Quello che c’è di positivo nell’attacco al Congresso

A quasi due mesi da quel 6 gennaio, è il momento di guardare in prospettiva i fatti di Capitol Hill e trarne una riflessione positiva, forse.

È passato più di un mese dall’assalto al Congresso americano e da quei momenti ripresi in diretta dalle televisioni di tutto il mondo. All’aumentare della distanza temporale da un dato evento, cresce anche l’obiettività con cui guardiamo al medesimo, con il quietarsi dei carichi emozionali, possiamo riflettere con maggior raziocinio.

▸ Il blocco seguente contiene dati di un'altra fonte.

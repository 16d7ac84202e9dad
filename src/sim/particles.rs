//! Cosmetic particle feedback
//!
//! Fire-and-forget: callers emit bursts, nothing reads particles back except
//! the render snapshot. The system owns its own RNG so enabling or disabling
//! particles never changes the gameplay random stream.

use glam::Vec2;
use rand::{Rng, SeedableRng};
use rand_pcg::Pcg32;
use serde::{Deserialize, Serialize};

use crate::tuning::Tuning;

/// Exhaust trail color (cyan)
pub const EXHAUST_COLOR: u32 = 0x00FFFFFF;
/// Unshielded impact (orange)
pub const IMPACT_COLOR: u32 = 0xFF8833FF;
/// Hit absorbed by the shield
pub const SHIELD_COLOR: u32 = 0x00CCFFFF;

/// Decorrelates the particle stream from the gameplay stream for the same seed
const STREAM_SALT: u64 = 0x9E37_79B9_7F4A_7C15;

/// A particle for visual effects
#[derive(Debug, Clone, PartialEq, Serialize, Deserialize)]
pub struct Particle {
    pub pos: Vec2,
    pub vel: Vec2,
    /// Remaining lifetime in ticks
    pub life: u32,
    pub size: f32,
    /// RGBA color tag
    pub color: u32,
}

#[derive(Debug, Clone)]
pub struct ParticleSystem {
    particles: Vec<Particle>,
    max_particles: usize,
    rng: Pcg32,
}

impl ParticleSystem {
    pub fn new(seed: u64, max_particles: usize) -> Self {
        Self {
            particles: Vec::with_capacity(max_particles),
            max_particles,
            rng: Pcg32::seed_from_u64(seed ^ STREAM_SALT),
        }
    }

    /// Thrust-style drizzle: slow sideways drift, falling away from the emitter
    pub fn emit(&mut self, pos: Vec2, color: u32, count: usize, tuning: &Tuning) {
        for _ in 0..self.room(count) {
            let vel = Vec2::new(
                (self.rng.random::<f32>() - 0.5) * 1.5,
                self.rng.random::<f32>() * 1.5 + 0.5,
            );
            let particle = Particle {
                pos,
                vel,
                life: lifetime(&mut self.rng, tuning.exhaust_life_min, tuning.exhaust_life_max),
                size: self.rng.random::<f32>() * 2.0 + 1.0,
                color,
            };
            self.particles.push(particle);
        }
    }

    /// Radial burst for impacts and pickups
    pub fn burst(&mut self, pos: Vec2, color: u32, count: usize, tuning: &Tuning) {
        for _ in 0..self.room(count) {
            let angle = self.rng.random_range(0.0..std::f32::consts::TAU);
            let speed = if tuning.burst_speed_max > tuning.burst_speed_min {
                self.rng.random_range(tuning.burst_speed_min..tuning.burst_speed_max)
            } else {
                tuning.burst_speed_min
            };
            let particle = Particle {
                pos,
                vel: Vec2::new(angle.cos(), angle.sin()) * speed,
                life: lifetime(&mut self.rng, tuning.burst_life_min, tuning.burst_life_max),
                size: self.rng.random_range(1.5..3.5),
                color,
            };
            self.particles.push(particle);
        }
    }

    /// Age every particle by one tick and drop the dead ones
    pub fn update(&mut self, tuning: &Tuning) {
        for p in &mut self.particles {
            p.pos += p.vel;
            p.vel.y += tuning.particle_gravity;
            p.life = p.life.saturating_sub(1);
        }
        self.particles.retain(|p| p.life > 0);
    }

    pub fn particles(&self) -> &[Particle] {
        &self.particles
    }

    pub fn len(&self) -> usize {
        self.particles.len()
    }

    pub fn is_empty(&self) -> bool {
        self.particles.is_empty()
    }

    pub fn clear(&mut self) {
        self.particles.clear();
    }

    fn room(&self, wanted: usize) -> usize {
        wanted.min(self.max_particles.saturating_sub(self.particles.len()))
    }
}

/// Lifetime in ticks from `[min, max)`, never zero
fn lifetime(rng: &mut Pcg32, min: u32, max: u32) -> u32 {
    let life = if max > min { rng.random_range(min..max) } else { min };
    life.max(1)
}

Nonostante la reazione generale sia stata l’incredulità, ora viene da chiedersi cosa sia stato veramente quel giorno e cosa abbia rappresentato per lo stato di salute delle nostre democrazie.

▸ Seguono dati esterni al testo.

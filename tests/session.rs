//! Whole-session checks through the public API

use astro_runner::consts::SIM_STEP_MS;
use astro_runner::sim::{
    BuffKind, Catalog, EnginePhase, GameEvent, GameState, HazardOrigin, PlayField, TickInput,
    buffs, tick,
};
use astro_runner::{Settings, Tuning};

fn started(seed: u64) -> GameState {
    let mut state = GameState::new(seed);
    state.start();
    state
}

#[test]
fn hazard_free_ticks_accumulate_score_and_altitude() {
    let mut state = started(1);
    for _ in 0..100 {
        tick(&mut state, &TickInput::default(), SIM_STEP_MS);
    }
    assert_eq!(state.player.lives, 3);
    assert!((state.player.score - 5.0).abs() < 1e-4);
    assert!((state.altitude() - 5.0).abs() < 1e-4);
}

#[test]
fn catalog_feed_drives_hazard_origin() {
    let feed = r#"{
        "near_earth_objects": {
            "2025-03-01": [
                { "name": "(2025 EA)", "estimated_diameter": { "kilometers": { "estimated_diameter_max": 0.12 } } },
                { "name": "(2025 EB)" }
            ]
        }
    }"#;
    let catalog = Catalog::from_feed_json(feed).unwrap();
    let mut state = started(2).with_catalog(catalog);

    for _ in 0..300 {
        tick(&mut state, &TickInput::default(), SIM_STEP_MS);
    }
    assert!(!state.hazards.is_empty());
    assert!(state.hazards.iter().all(|h| h.origin == HazardOrigin::Catalog));
    assert!(
        state
            .hazards
            .iter()
            .all(|h| h.name.as_deref().is_some_and(|n| n.starts_with("(2025 E")))
    );
}

#[test]
fn empty_catalog_spawns_synthetic_hazards() {
    let mut state = started(3);
    for _ in 0..300 {
        tick(&mut state, &TickInput::default(), SIM_STEP_MS);
    }
    assert!(!state.hazards.is_empty());
    assert!(state.hazards.iter().all(|h| h.origin == HazardOrigin::Synthetic));
}

#[test]
fn idle_player_eventually_loses_and_engine_resets() {
    // A stationary craft in the middle of the field gets hit sooner or later
    let mut state = started(4);
    let mut game_over = None;
    let mut unshielded_hits = 0;

    for _ in 0..200_000 {
        for event in tick(&mut state, &TickInput::default(), SIM_STEP_MS) {
            match event {
                GameEvent::HazardHit { shielded: false } => unshielded_hits += 1,
                GameEvent::GameOver { score, altitude } => game_over = Some((score, altitude)),
                _ => {}
            }
        }
        if state.phase == EnginePhase::Idle {
            break;
        }
    }

    let (score, altitude) = game_over.expect("session should end");
    assert_eq!(unshielded_hits, 3);
    assert!(score >= 0.0 && altitude > 0.0);
    assert_eq!(state.player.lives, 3);
    assert!(state.hazards.is_empty() && state.pickups.is_empty());
    assert_eq!(state.altitude(), 0.0);

    // The controller can start a fresh session on the same engine
    state.start();
    tick(&mut state, &TickInput::default(), SIM_STEP_MS);
    assert!((state.player.score - 0.05).abs() < 1e-6);
}

#[test]
fn boost_invariant_holds_across_a_session() {
    let mut state = started(5);
    buffs::activate(&mut state.player, BuffKind::Boost, &state.tuning);

    for _ in 0..2_000 {
        tick(&mut state, &TickInput::moving(1.0, 0.0), SIM_STEP_MS);
        let boosted = state.player.buffs.is_active(BuffKind::Boost);
        let expected = if boosted {
            state.player.base_speed * state.tuning.boost_factor
        } else {
            state.player.base_speed
        };
        assert_eq!(state.player.speed, expected);
        for (_, status) in state.player.buffs.iter() {
            assert!(status.remaining_ms <= 0.0 || status.active);
        }
    }
}

#[test]
fn disabled_particles_do_not_change_gameplay() {
    let tuning = Tuning::default();
    let with = Settings::new();
    let without = Settings {
        particles: false,
        ..Settings::new()
    };

    let mut a = GameState::with_config(77, PlayField::default(), tuning.clone(), &with);
    let mut b = GameState::with_config(77, PlayField::default(), tuning, &without);
    a.start();
    b.start();

    for i in 0..3_000 {
        let input = TickInput::moving(((i / 120) % 3) as f32 - 1.0, 0.0);
        assert_eq!(tick(&mut a, &input, SIM_STEP_MS), tick(&mut b, &input, SIM_STEP_MS));
    }
    assert_eq!(a.hazards, b.hazards);
    assert!(b.particles.is_empty());
}

#[test]
fn snapshot_serializes_for_render_sinks() {
    let mut state = started(6);
    for _ in 0..400 {
        tick(&mut state, &TickInput::default(), SIM_STEP_MS);
    }
    let json = serde_json::to_value(state.snapshot()).unwrap();
    assert_eq!(json["phase"], serde_json::to_value(state.phase).unwrap());
    assert_eq!(json["hazards"].as_array().map(Vec::len), Some(state.hazards.len()));
    assert!(json["player"]["buffs"].is_object());
}

#[test]
fn tuning_file_overrides_reach_the_simulation() {
    let tuning = Tuning::from_json(r#"{ "base_gain": 0.5 }"#).unwrap();
    let mut state = GameState::with_config(8, PlayField::default(), tuning, &Settings::new());
    state.start();
    for _ in 0..10 {
        tick(&mut state, &TickInput::default(), SIM_STEP_MS);
    }
    assert!((state.player.score - 5.0).abs() < 1e-4);
}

Qui c’è una ricostruzione dettagliata dell’attacco, curata dal Washington Post

Nelle ore immediatamente successive molti commentatori usarono la parola “golpe” per descrivere l’azione dei manifestanti. Ammetto che la definizione mi è sempre sembrata una forzatura, in quanto il colpo di stato è, per definizione, un piano organizzato e dettagliato. Le immagini e i video rilasciati successivamente evidenziano molto bene come l’unica legge che governasse quelle persone fosse l’assoluta anarchia. Alla luce di questo, l’accusa rivolta a Donald Trump è stata quella di incitamento all’insurrezione, attribuendogli quantomeno la responsabilità di aver soffiato su un fuoco che è presto divampato in un incendio incontrollabile. Nonostante i repubblicani abbiano contribuito all’assoluzione di Trump per opportunismo politico, la censura è arrivata anche dal partito politico che prima l’aveva sostenuto.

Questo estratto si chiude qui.